We think the fair construction of section 2 of art. xvi, is, that it is a requirement that, at all events, there shall be exempt a homestead of forty acres, or a town or city lot, with the dwelling, if the latter does not exceed in value $ 1,500--leaving to the legislature to determine what should be the maximum value of such exempt homestead.

This view is very strongly confirmed by the history of this article in the convention, and the debates upon it, as well as by the phraseology of section one, and the omission to put any limitation as to value, upon the forty-acre homestead: Convention Debates, 659, 661, 680, 740.

It is further confirmed by the action of the legislature, or rather, by its non-action, in leaving the law of 1848 upon the statute book.

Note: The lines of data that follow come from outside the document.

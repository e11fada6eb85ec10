use colored::{ColoredString, Colorize};
use mirprimer_core::{Document, DocumentSummary, LineCategory, LineRecord};
use prettytable::row;

/// Color each base with a fixed mapping; other characters are left as they are.
pub fn color_nucleotides(sequence: &str) -> String {
    sequence
        .chars()
        .map(|c| {
            let base = c.to_string();
            match c.to_ascii_uppercase() {
                'G' => base.yellow().to_string(),
                'T' | 'U' => base.red().to_string(),
                'A' => base.green().to_string(),
                'C' => base.blue().to_string(),
                _ => base,
            }
        })
        .collect()
}

pub fn category_tag(category: LineCategory) -> ColoredString {
    let tag = category.display_tag();
    match category {
        LineCategory::Header => tag.cyan().bold(),
        LineCategory::Sequence => tag.bright_white().bold(),
        LineCategory::Comment => tag.bright_black(),
        LineCategory::Blank => tag.normal(),
        LineCategory::Unknown => tag.magenta(),
    }
}

fn text_cell(record: &LineRecord) -> String {
    match record.category {
        LineCategory::Header => record.text.bright_white().bold().to_string(),
        LineCategory::Sequence => color_nucleotides(&record.text),
        LineCategory::Comment => record.text.bright_black().italic().to_string(),
        LineCategory::Blank => String::new(),
        LineCategory::Unknown => record.text.magenta().to_string(),
    }
}

/// Render a document as a Tag / Name / Text table.
///
/// Transformed sequence lines become two primer rows. Rejected sequence lines
/// keep their raw text and get one error row per message.
pub fn document_table(document: &Document) -> prettytable::Table {
    let mut table = crate::prelude::new_table();

    for record in document {
        let tag = category_tag(record.category);

        if let Some(pair) = record.primer_pair() {
            table.add_row(row![
                tag,
                pair.name_a.green(),
                color_nucleotides(&pair.primer_a)
            ]);
            table.add_row(row![
                tag,
                pair.name_b.green(),
                color_nucleotides(&pair.primer_b)
            ]);
            continue;
        }

        let name = record.label.as_deref().unwrap_or_default();
        table.add_row(row![tag, name, text_cell(record)]);

        for error in &record.errors {
            table.add_row(row!["", "error".red().bold(), error.red()]);
        }
    }

    table
}

pub fn format_summary(summary: &DocumentSummary) -> String {
    format!(
        "{} {} | {} {} ({} {}, {} {}) | {} {} | {} {} | {} {}",
        summary.headers.to_string().bright_cyan().bold(),
        "headers".green(),
        summary.sequences.to_string().bright_cyan().bold(),
        "sequences".green(),
        summary.transformed.to_string().bright_green(),
        "designed".green(),
        summary.rejected.to_string().bright_red(),
        "rejected".green(),
        summary.comments.to_string().bright_cyan().bold(),
        "comments".green(),
        summary.blanks.to_string().bright_cyan().bold(),
        "blank".green(),
        summary.unknown.to_string().bright_cyan().bold(),
        "unknown".green(),
    )
}
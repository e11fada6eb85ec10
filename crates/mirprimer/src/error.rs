#[derive(thiserror::Error, Debug)]
pub enum Error {
    #[error("Failed to read {source_name}: {reason}")]
    InputRead { source_name: String, reason: String },

    #[error("{source_name} is above the limit of {limit} bytes")]
    InputTooLarge { source_name: String, limit: usize },

    #[error("{0} is not valid UTF-8 text")]
    NotText(String),

    #[error("Config {path}: {reason}")]
    Config { path: String, reason: String },
}
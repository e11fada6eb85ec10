use crate::prelude::*;
use mirprimer_core::PrimerConfig;
use std::path::Path;

/// Load primer settings from an optional TOML file, then apply CLI overrides.
///
/// Without a file the built-in defaults are used. The merged result is
/// validated before it is returned.
pub async fn load_config(global: &crate::Global) -> Result<PrimerConfig> {
    let config = match &global.config {
        Some(path) => read_config_file(path).await?,
        None => {
            log::debug!("No config file given, using defaults");
            PrimerConfig::default()
        }
    };

    let config = config.with_overrides(global.prefix.clone(), global.suffix.clone());

    config
        .validate()
        .wrap_err("Invalid primer settings after applying overrides")?;

    Ok(config)
}

async fn read_config_file(path: &Path) -> Result<PrimerConfig> {
    let content = tokio::fs::read_to_string(path)
        .await
        .map_err(|e| Error::Config {
            path: path.display().to_string(),
            reason: e.to_string(),
        })?;

    log::debug!("Loaded config from {}", path.display());

    let config = PrimerConfig::from_toml_str(&content).map_err(|e| Error::Config {
        path: path.display().to_string(),
        reason: e.to_string(),
    })?;

    Ok(config)
}
use serde::Serialize;

use crate::document::LineRecord;
use crate::line::LineCategory;
use crate::transform::PRIMER_SEPARATOR;

/// The two named primers derived from one transformed sequence line.
#[derive(Debug, Clone, PartialEq, Eq, Serialize)]
pub struct PrimerPair {
    pub name_a: String,
    pub primer_a: String,
    pub name_b: String,
    pub primer_b: String,
}

impl LineRecord {
    /// Split a transformed sequence line into its primer rows.
    ///
    /// Returns `None` for non-sequence lines, lines with errors, and text that
    /// does not hold exactly one separator.
    pub fn primer_pair(&self) -> Option<PrimerPair> {
        if self.category != LineCategory::Sequence || !self.errors.is_empty() {
            return None;
        }

        let (primer_a, primer_b) = self.text.split_once(PRIMER_SEPARATOR)?;
        if primer_b.contains(PRIMER_SEPARATOR) {
            return None;
        }

        let label = self.label.as_deref().unwrap_or_default();

        Some(PrimerPair {
            name_a: format!("primerA{label}"),
            primer_a: primer_a.to_string(),
            name_b: format!("primerB{label}"),
            primer_b: primer_b.to_string(),
        })
    }
}
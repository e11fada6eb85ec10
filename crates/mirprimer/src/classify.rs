use crate::input::{read_source, Source};
use crate::prelude::{eprintln, println, *};
use mirprimer_core::config::DEFAULT_MAX_INPUT_BYTES;
use mirprimer_core::{classify, LineCategory};
use serde::Serialize;

#[derive(Debug, clap::Args, Clone)]
pub struct ClassifyOptions {
    /// Lines to classify; reads stdin when none are given
    #[arg(value_name = "LINE")]
    pub lines: Vec<String>,

    /// Output as JSON
    #[arg(long)]
    pub json: bool,
}

#[derive(Debug, Clone, PartialEq, Eq, Serialize)]
pub struct ClassifiedLine {
    pub category: LineCategory,
    pub line: String,
}

pub async fn run(options: ClassifyOptions, global: crate::Global) -> Result<()> {
    let lines = if options.lines.is_empty() {
        if global.verbose {
            eprintln!("Reading lines from stdin...");
        }
        let text = read_source(&Source::Stdin, DEFAULT_MAX_INPUT_BYTES).await?;
        text.split('\n').map(str::to_string).collect()
    } else {
        options.lines
    };

    let classified = classify_lines(&lines);

    if options.json {
        let json = serde_json::to_string_pretty(&classified)
            .map_err(|e| eyre!("JSON serialization failed: {}", e))?;
        println!("{}", json);
    } else {
        let mut table = new_table();
        for entry in &classified {
            table.add_row(prettytable::row![
                crate::render::category_tag(entry.category),
                format!("{:?}", entry.line)
            ]);
        }
        println!("{}", table);
    }

    Ok(())
}

pub fn classify_lines(lines: &[String]) -> Vec<ClassifiedLine> {
    lines
        .iter()
        .map(|line| ClassifiedLine {
            category: classify(line),
            line: line.clone(),
        })
        .collect()
}

#[cfg(test)]
mod tests {
    use super::*;

    #[test]
    fn test_classify_lines_keeps_order() {
        let lines: Vec<String> = [">mir1", "AUGC", ";note", "", "  "]
            .iter()
            .map(|s| s.to_string())
            .collect();

        let categories: Vec<LineCategory> = classify_lines(&lines)
            .into_iter()
            .map(|entry| entry.category)
            .collect();

        assert_eq!(
            categories,
            vec![
                LineCategory::Header,
                LineCategory::Sequence,
                LineCategory::Comment,
                LineCategory::Blank,
                LineCategory::Unknown,
            ]
        );
    }

    #[test]
    fn test_classified_line_json() {
        let lines = vec!["augc".to_string()];
        let json = serde_json::to_value(classify_lines(&lines)).unwrap();
        assert_eq!(
            json,
            serde_json::json!([{ "category": "sequence", "line": "augc" }])
        );
    }
}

3. The third question only arises in case the court hold the second section of the law of 1848 to be repugnant to the constitution. If repealed, the simple question arises, whether, if a debtor owns and occupies a homestead worth over fifteen hundred dollars, the whole is liable to execution; or whether he may reserve a part thereof, up to the value of $ 1,500, to be set apart according to the requirements of the law. We see no practical difficulties in this course. Portions of the house, and rights in passage ways, etc., could be set apart, and the rights of all parties defined, as in setting off dower, and as portions of dwellings are set off under the appraisal laws of New England: Mass. S., 464; Vt. S., 241.

Unless this can be done, the object of this humane provision will be entirely defeated, as to a large class of deserving debtors and those, too, who will most keenly feel and...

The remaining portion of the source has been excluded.